Record set:
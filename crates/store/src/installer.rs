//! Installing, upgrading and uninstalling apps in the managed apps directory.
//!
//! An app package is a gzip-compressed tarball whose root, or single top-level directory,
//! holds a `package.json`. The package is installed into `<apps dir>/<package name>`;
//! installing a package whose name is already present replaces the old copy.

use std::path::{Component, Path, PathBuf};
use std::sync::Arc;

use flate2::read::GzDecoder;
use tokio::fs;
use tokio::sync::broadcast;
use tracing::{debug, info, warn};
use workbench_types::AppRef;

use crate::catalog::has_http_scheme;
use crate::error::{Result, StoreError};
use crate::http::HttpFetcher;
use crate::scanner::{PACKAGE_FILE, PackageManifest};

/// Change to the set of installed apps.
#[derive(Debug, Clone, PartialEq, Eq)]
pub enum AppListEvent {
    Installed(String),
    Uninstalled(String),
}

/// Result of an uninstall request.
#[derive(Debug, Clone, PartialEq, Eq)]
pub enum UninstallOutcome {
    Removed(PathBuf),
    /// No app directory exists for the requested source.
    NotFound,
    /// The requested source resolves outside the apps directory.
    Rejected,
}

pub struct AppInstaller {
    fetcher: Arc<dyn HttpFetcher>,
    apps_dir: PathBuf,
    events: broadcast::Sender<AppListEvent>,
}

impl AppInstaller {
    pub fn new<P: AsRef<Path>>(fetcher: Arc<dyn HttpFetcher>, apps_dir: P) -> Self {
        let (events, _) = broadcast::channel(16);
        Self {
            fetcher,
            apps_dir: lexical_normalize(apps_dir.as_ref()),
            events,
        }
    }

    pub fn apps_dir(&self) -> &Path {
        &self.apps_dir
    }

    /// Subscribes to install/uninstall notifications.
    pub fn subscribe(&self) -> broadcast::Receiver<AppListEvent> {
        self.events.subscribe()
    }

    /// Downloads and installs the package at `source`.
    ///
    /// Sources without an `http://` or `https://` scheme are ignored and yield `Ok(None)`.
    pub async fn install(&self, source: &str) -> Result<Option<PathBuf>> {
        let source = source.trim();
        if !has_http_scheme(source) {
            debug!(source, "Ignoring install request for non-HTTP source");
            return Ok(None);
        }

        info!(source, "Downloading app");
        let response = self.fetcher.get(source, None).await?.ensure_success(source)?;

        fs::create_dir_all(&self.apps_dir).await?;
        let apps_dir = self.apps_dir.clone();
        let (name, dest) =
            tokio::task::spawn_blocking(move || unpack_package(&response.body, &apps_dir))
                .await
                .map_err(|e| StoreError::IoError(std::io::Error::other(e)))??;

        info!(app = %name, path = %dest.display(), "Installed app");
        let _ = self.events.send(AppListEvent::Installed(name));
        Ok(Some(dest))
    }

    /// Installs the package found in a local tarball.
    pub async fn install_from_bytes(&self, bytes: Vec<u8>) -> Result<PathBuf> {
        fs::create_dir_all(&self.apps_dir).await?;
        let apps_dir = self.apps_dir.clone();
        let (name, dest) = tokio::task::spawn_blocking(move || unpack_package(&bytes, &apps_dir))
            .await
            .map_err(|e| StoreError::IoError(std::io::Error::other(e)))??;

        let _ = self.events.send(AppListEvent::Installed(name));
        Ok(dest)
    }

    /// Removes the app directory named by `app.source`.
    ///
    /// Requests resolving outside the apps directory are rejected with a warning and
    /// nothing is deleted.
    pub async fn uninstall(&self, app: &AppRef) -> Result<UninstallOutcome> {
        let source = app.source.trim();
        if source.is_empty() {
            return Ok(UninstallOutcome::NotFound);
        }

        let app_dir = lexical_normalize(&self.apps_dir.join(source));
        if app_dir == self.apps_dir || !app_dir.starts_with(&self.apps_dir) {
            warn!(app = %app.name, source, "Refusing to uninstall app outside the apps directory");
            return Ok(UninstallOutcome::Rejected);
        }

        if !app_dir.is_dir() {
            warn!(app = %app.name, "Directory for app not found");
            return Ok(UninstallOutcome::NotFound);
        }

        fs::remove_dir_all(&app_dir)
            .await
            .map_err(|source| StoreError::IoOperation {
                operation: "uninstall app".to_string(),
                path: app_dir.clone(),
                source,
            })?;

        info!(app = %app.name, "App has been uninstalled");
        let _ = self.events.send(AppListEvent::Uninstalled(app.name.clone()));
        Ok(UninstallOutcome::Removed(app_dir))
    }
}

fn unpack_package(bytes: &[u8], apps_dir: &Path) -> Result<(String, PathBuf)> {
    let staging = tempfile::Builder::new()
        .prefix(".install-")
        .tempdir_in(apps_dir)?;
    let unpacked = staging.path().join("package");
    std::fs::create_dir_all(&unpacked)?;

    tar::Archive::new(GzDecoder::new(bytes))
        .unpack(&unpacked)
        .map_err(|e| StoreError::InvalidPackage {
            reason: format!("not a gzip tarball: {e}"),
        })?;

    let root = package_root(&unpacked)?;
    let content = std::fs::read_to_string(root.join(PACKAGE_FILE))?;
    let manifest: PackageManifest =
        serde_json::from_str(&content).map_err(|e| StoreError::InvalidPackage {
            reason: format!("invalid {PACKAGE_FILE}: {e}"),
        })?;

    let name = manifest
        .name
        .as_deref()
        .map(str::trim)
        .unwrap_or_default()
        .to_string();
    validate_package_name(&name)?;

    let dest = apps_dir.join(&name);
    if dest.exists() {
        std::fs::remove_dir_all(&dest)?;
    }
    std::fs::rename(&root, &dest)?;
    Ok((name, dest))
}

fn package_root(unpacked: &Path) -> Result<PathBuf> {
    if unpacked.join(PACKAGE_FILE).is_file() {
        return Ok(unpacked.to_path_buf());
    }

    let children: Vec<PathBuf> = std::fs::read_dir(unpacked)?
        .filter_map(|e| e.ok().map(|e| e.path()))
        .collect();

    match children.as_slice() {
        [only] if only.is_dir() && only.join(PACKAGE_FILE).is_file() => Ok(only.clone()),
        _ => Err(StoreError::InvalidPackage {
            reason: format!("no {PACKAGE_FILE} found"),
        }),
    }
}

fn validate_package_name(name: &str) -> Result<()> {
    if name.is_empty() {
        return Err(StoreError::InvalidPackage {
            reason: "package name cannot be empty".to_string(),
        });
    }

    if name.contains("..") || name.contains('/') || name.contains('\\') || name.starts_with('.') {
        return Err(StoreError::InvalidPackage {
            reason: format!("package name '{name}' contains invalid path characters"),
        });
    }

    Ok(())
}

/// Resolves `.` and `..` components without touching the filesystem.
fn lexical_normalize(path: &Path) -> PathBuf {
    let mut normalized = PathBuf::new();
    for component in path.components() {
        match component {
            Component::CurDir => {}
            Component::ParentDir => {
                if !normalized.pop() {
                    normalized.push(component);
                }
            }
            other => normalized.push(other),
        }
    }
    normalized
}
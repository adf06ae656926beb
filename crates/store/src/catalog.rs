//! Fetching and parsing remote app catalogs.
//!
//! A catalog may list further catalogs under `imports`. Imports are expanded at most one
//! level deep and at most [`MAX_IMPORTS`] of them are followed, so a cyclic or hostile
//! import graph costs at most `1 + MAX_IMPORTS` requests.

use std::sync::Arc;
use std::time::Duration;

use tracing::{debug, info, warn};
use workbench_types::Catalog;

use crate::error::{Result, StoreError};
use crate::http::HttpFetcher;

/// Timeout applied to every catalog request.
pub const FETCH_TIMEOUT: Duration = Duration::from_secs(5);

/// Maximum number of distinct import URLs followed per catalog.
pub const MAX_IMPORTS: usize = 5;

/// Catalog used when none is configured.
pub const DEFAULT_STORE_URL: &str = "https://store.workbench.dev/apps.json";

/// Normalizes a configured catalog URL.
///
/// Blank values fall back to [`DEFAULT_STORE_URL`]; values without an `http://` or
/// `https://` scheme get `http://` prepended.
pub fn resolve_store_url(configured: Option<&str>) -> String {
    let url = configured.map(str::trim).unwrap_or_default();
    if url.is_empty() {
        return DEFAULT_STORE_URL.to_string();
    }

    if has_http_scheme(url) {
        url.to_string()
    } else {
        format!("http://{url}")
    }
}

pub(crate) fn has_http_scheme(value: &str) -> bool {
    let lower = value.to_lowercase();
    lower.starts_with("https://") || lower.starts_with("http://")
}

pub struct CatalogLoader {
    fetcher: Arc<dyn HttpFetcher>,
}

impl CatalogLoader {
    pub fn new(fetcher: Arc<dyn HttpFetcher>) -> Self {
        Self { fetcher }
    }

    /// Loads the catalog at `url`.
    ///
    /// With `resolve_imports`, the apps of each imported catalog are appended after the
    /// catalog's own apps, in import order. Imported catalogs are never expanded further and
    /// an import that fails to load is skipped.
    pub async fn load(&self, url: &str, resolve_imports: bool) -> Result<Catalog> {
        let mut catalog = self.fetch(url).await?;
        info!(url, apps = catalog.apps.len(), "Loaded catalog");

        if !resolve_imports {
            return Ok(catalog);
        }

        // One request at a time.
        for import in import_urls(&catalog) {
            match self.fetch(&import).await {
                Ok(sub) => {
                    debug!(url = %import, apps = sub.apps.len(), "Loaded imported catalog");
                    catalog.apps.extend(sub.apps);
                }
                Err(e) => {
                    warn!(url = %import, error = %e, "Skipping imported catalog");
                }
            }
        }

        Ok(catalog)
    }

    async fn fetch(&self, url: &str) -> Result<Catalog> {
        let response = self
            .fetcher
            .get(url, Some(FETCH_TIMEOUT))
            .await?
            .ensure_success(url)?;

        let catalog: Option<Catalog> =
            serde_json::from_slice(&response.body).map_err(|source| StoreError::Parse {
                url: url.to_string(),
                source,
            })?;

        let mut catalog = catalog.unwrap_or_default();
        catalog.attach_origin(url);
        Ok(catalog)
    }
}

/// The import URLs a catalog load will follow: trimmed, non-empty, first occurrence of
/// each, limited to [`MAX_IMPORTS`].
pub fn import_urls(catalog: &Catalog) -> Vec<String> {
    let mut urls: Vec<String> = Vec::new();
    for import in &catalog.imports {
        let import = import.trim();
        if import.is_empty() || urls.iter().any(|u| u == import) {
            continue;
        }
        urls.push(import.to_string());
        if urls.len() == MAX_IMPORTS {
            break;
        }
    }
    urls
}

Task item:
The response must contain every line from the listing above in which the string "staging" appears.

Written answer:
    let staging = tempfile::Builder::new()
    let unpacked = staging.path().join("package");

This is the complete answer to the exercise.